Synthesis and initial evaluation of novel, non-peptidic antagonists of the α v-integrins α vβ 3 and α vβ 5

• Published in: Bioorganic & medicinal chemistry letters Vol. 19; no. 2; pp. 352 - 355
• Main Authors: Letourneau, Jeffrey J., Liu, Jinqi, Ohlmeyer, Michael H.J., Riviello, Chris, Rong, Yajing, Li, Hong, Appell, Kenneth C., Bansal, Shalini, Jacob, Biji, Wong, Angela, Webb, Maria L.
• Format: Journal Article
• Language: English
• Published: Elsevier Ltd 15.01.2009
• Subjects: Inhibitors; Integrin; Integrin; Inhibitors
• ISSN: 0960-894X; 1464-3405
• DOI: 10.1016/j.bmcl.2008.11.074

The discovery, synthesis and preliminary SAR of a novel class of non-peptidic antagonists of the α v-integrins α vβ 3 and α vβ 5 is described.
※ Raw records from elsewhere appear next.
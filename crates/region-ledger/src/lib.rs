//! An ordered ledger of contiguous memory regions.
//!
//! `RegionLedger` tracks a span of simulated memory `0..capacity` as a
//! sequence of regions sorted by their start address. Each region is either
//! free or owned by some value of type `O`. The regions never overlap, never
//! leave gaps, and always add up to the ledger's capacity.
//!
//! The ledger is the substrate shared by the partition, free-list, and buddy
//! allocators: it knows how to split and merge regions but has no opinion on
//! *which* region an allocation should land in.
//!
//! # Examples
//!
//! ```
//! use region_ledger::RegionLedger;
//!
//! let mut ledger = RegionLedger::<u32>::new(1000);
//!
//! // Carve 212 units off the front and hand them to owner 7
//! let tail = ledger.split(0, 212);
//! ledger.assign(0, 7);
//! assert_eq!(tail, 1);
//! assert_eq!(ledger.free_size(), 788);
//!
//! // Give them back; the two free neighbors collapse into one region
//! ledger.release(0);
//! ledger.coalesce();
//! assert_eq!(ledger.region_count(), 1);
//! assert!(ledger.is_consistent());
//! ```
//!
//! # Performance
//!
//! - Split / merge: O(n), where n is the number of regions
//! - Coalesce: O(n), rebuilding the sequence in a single pass
//! - Lookup by owner: O(n)

#![cfg_attr(not(test), no_std)]
#![cfg_attr(coverage_nightly, feature(coverage_attribute))]

extern crate alloc;

use alloc::vec::Vec;
use core::{mem, ops::Range, slice};

/// A contiguous span of memory and its ownership.
#[derive(Debug, Clone, Copy, PartialEq, Eq, Hash)]
pub struct Region<O> {
    /// First address covered by the region.
    pub start: usize,
    /// Number of units covered by the region. Never zero.
    pub size: usize,
    /// Current owner, or `None` if the region is free.
    pub owner: Option<O>,
}

impl<O> Region<O> {
    /// Creates a free region.
    #[must_use]
    pub const fn free(start: usize, size: usize) -> Self {
        Self {
            start,
            size,
            owner: None,
        }
    }

    /// Returns one past the last address covered by the region.
    #[must_use]
    pub const fn end(&self) -> usize {
        self.start + self.size
    }

    /// Returns the covered addresses as a range.
    #[must_use]
    pub const fn range(&self) -> Range<usize> {
        self.start..self.end()
    }

    /// Returns `true` if nobody owns the region.
    #[must_use]
    pub const fn is_free(&self) -> bool {
        self.owner.is_none()
    }
}

/// An address-ordered, gap-free sequence of regions.
///
/// All mutating methods keep three properties intact:
///
/// - regions are sorted by `start` and each one begins where the previous
///   one ends,
/// - no region has size zero,
/// - the sizes add up to [`capacity`](Self::capacity).
///
/// Misuse (splitting an owned region, assigning an owned region, indexing
/// past the end) is a caller bug and panics.
#[derive(Debug, Clone, PartialEq, Eq, Hash)]
pub struct RegionLedger<O> {
    regions: Vec<Region<O>>,
    capacity: usize,
}

impl<O> RegionLedger<O> {
    /// Creates a ledger holding a single free region of `capacity` units.
    ///
    /// # Panics
    ///
    /// Panics if `capacity` is zero.
    ///
    /// # Examples
    ///
    /// ```
    /// use region_ledger::RegionLedger;
    ///
    /// let ledger = RegionLedger::<u32>::new(64);
    /// assert_eq!(ledger.region_count(), 1);
    /// assert_eq!(ledger.free_size(), 64);
    /// ```
    #[must_use]
    pub fn new(capacity: usize) -> Self {
        assert!(capacity > 0, "Ledger capacity must not be zero");
        let mut regions = Vec::new();
        regions.push(Region::free(0, capacity));
        Self { regions, capacity }
    }

    /// Creates a ledger of back-to-back free regions with the given sizes.
    ///
    /// # Panics
    ///
    /// Panics if `sizes` is empty or contains a zero.
    ///
    /// # Examples
    ///
    /// ```
    /// use region_ledger::RegionLedger;
    ///
    /// let ledger = RegionLedger::<u32>::from_sizes([100, 500, 200]);
    /// let starts: Vec<_> = ledger.iter().map(|r| r.start).collect();
    /// assert_eq!(starts, vec![0, 100, 600]);
    /// assert_eq!(ledger.capacity(), 800);
    /// ```
    #[must_use]
    pub fn from_sizes<I>(sizes: I) -> Self
    where
        I: IntoIterator<Item = usize>,
    {
        let mut regions = Vec::new();
        let mut start = 0;
        for size in sizes {
            assert!(size > 0, "Region size must not be zero");
            regions.push(Region::free(start, size));
            start += size;
        }
        assert!(!regions.is_empty(), "Ledger must hold at least one region");
        Self {
            regions,
            capacity: start,
        }
    }

    /// Returns the total number of units covered by the ledger.
    #[must_use]
    pub fn capacity(&self) -> usize {
        self.capacity
    }

    /// Returns the number of regions, free and owned.
    #[must_use]
    pub fn region_count(&self) -> usize {
        self.regions.len()
    }

    /// Returns an iterator over the regions in address order.
    pub fn iter(&self) -> slice::Iter<'_, Region<O>> {
        self.regions.iter()
    }

    /// Returns all regions in address order.
    #[must_use]
    pub fn as_slice(&self) -> &[Region<O>] {
        &self.regions
    }

    /// Returns the region at `index`, if any.
    #[must_use]
    pub fn get(&self, index: usize) -> Option<&Region<O>> {
        self.regions.get(index)
    }

    /// Returns `(index, size)` for every free region, in address order.
    ///
    /// This is the candidate list a placement policy chooses from.
    pub fn free_candidates(&self) -> impl Iterator<Item = (usize, usize)> + '_ {
        self.regions
            .iter()
            .enumerate()
            .filter(|(_, region)| region.is_free())
            .map(|(index, region)| (index, region.size))
    }

    /// Returns the index of the first region matching `pred`.
    pub fn position<P>(&self, mut pred: P) -> Option<usize>
    where
        P: FnMut(&Region<O>) -> bool,
    {
        self.regions.iter().position(|region| pred(region))
    }

    /// Returns the indices of all regions owned by an owner matching `pred`.
    pub fn owned_by<P>(&self, mut pred: P) -> impl Iterator<Item = usize> + '_
    where
        P: FnMut(&O) -> bool + 'static,
    {
        self.regions
            .iter()
            .enumerate()
            .filter(move |(_, region)| region.owner.as_ref().is_some_and(&mut pred))
            .map(|(index, _)| index)
    }

    /// Returns the number of units held by free regions.
    #[must_use]
    pub fn free_size(&self) -> usize {
        self.regions
            .iter()
            .filter(|region| region.is_free())
            .map(|region| region.size)
            .sum()
    }

    /// Hands the free region at `index` to `owner`.
    ///
    /// # Panics
    ///
    /// Panics if `index` is out of bounds or the region is already owned.
    pub fn assign(&mut self, index: usize, owner: O) {
        let region = &mut self.regions[index];
        assert!(region.is_free(), "Region {index} is already owned");
        region.owner = Some(owner);
    }

    /// Returns the owner mutably, for updating owner bookkeeping in place.
    pub fn owner_mut(&mut self, index: usize) -> Option<&mut O> {
        self.regions.get_mut(index)?.owner.as_mut()
    }

    /// Marks the region at `index` free, returning its previous owner.
    ///
    /// Neighbors are left untouched; call [`coalesce`](Self::coalesce) or
    /// [`merge_with_next`](Self::merge_with_next) to join free regions.
    ///
    /// # Panics
    ///
    /// Panics if `index` is out of bounds.
    pub fn release(&mut self, index: usize) -> Option<O> {
        self.regions[index].owner.take()
    }

    /// Splits the free region at `index` into a head of `head_size` units and
    /// a tail holding the rest, returning the index of the tail.
    ///
    /// Both halves stay free and the head keeps the original start address.
    ///
    /// # Panics
    ///
    /// Panics if `index` is out of bounds, the region is owned, or
    /// `head_size` is not strictly between zero and the region's size.
    pub fn split(&mut self, index: usize, head_size: usize) -> usize {
        let region = &mut self.regions[index];
        assert!(region.is_free(), "Cannot split owned region {index}");
        assert!(
            0 < head_size && head_size < region.size,
            "Invalid split of {}..{} at {head_size}",
            region.start,
            region.end()
        );

        let tail = Region::free(region.start + head_size, region.size - head_size);
        region.size = head_size;
        self.regions.insert(index + 1, tail);
        debug_assert!(self.is_consistent());
        index + 1
    }

    /// Merges the free region at `index` with the free region right after it.
    ///
    /// # Panics
    ///
    /// Panics if either region is missing or owned.
    pub fn merge_with_next(&mut self, index: usize) {
        assert!(
            index + 1 < self.regions.len(),
            "Region {index} has no successor"
        );
        let next = self.regions.remove(index + 1);
        let region = &mut self.regions[index];
        assert!(
            region.is_free() && next.is_free(),
            "Cannot merge owned regions {}..{} and {}..{}",
            region.start,
            region.end(),
            next.start,
            next.end()
        );
        region.size += next.size;
        debug_assert!(self.is_consistent());
    }

    /// Merges every run of adjacent free regions into a single region.
    ///
    /// Returns the number of merges performed. After this call no two
    /// neighboring regions are both free.
    pub fn coalesce(&mut self) -> usize {
        let mut merged = 0;
        let regions = mem::take(&mut self.regions);
        for region in regions {
            if let Some(last) = self.regions.last_mut()
                && last.is_free()
                && region.is_free()
            {
                last.size += region.size;
                merged += 1;
                continue;
            }
            self.regions.push(region);
        }
        debug_assert!(self.is_consistent());
        merged
    }

    /// Returns `true` if no two neighboring regions are both free.
    #[must_use]
    pub fn is_coalesced(&self) -> bool {
        self.regions
            .windows(2)
            .all(|pair| !(pair[0].is_free() && pair[1].is_free()))
    }

    /// Checks the structural invariants of the ledger.
    ///
    /// Regions must be non-empty, contiguous, start at zero, and sum to the
    /// capacity.
    #[must_use]
    pub fn is_consistent(&self) -> bool {
        let mut expected_start = 0;
        for region in &self.regions {
            if region.size == 0 || region.start != expected_start {
                return false;
            }
            expected_start = region.end();
        }
        expected_start == self.capacity
    }
}

impl<'a, O> IntoIterator for &'a RegionLedger<O> {
    type Item = &'a Region<O>;
    type IntoIter = slice::Iter<'a, Region<O>>;

    fn into_iter(self) -> Self::IntoIter {
        self.regions.iter()
    }
}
High-throughput screening of an extensive series of ECLiPS™ compound libraries led to the identification of compound 1 as a dual inhibitor of the α v-integrins α vβ 3 and α vβ 5. Optimization of compound 1 involving, in part, introduction of two novel constraints led to the discovery of compounds 15a and 15b with reduced PSA and much improved potency for both the α vβ 3 and α vβ 5 integrins. Compounds 15a and 15b were shown to have promising activity in functional cellular assays and compound 15a also exhibited a promising Caco-2 permeability profile.